*** MATERIAL SUPPLIED ***

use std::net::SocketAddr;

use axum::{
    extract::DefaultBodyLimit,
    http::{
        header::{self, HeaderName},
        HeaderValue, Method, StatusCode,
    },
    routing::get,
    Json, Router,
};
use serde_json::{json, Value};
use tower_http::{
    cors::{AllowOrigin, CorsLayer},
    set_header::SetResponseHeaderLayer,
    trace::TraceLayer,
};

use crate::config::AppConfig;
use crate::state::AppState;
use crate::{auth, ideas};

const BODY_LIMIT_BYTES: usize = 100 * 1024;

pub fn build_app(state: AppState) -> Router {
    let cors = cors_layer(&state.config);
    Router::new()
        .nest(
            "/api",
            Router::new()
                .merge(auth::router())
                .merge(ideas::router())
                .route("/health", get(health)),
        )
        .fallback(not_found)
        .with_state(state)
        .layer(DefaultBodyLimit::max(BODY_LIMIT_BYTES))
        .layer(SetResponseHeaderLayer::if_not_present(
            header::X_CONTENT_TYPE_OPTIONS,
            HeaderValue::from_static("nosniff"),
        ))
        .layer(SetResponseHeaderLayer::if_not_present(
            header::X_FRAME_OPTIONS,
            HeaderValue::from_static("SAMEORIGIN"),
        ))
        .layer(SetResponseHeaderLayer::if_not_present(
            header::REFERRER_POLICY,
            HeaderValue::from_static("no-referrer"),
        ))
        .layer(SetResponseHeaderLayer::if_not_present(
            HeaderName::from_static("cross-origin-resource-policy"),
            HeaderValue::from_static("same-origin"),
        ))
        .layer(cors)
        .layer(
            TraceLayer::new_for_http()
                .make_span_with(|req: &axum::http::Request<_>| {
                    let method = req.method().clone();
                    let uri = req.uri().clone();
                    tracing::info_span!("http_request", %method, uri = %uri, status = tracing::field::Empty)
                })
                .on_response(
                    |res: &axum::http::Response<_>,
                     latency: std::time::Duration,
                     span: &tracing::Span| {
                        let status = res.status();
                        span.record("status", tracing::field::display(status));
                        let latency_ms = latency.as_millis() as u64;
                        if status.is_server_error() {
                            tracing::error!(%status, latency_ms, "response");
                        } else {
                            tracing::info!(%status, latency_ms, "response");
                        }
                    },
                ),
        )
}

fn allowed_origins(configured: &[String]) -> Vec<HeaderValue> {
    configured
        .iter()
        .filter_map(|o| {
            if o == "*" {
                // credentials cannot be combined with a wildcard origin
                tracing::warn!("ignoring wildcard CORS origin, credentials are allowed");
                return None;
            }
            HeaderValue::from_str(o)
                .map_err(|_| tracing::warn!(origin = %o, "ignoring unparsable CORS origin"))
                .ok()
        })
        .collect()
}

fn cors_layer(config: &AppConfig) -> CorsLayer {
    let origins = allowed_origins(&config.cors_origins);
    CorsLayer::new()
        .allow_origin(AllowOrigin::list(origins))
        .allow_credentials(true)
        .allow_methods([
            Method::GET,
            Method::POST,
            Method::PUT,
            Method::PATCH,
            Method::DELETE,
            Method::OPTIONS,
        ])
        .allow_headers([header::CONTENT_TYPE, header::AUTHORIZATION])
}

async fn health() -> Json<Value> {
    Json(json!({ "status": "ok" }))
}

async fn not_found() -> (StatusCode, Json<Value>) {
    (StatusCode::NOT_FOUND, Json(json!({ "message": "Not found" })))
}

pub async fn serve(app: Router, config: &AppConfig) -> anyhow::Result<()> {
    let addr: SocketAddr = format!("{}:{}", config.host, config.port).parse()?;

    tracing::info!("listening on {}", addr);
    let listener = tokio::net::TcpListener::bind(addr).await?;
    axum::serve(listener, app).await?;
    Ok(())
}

*** End of MATERIAL SUPPLIED ***

▸ **TASK REQUIREMENTS**: Please give the number of lines with "state" in the entries above, and write no other text.

▸ **EXERCISE SOLUTION**: 4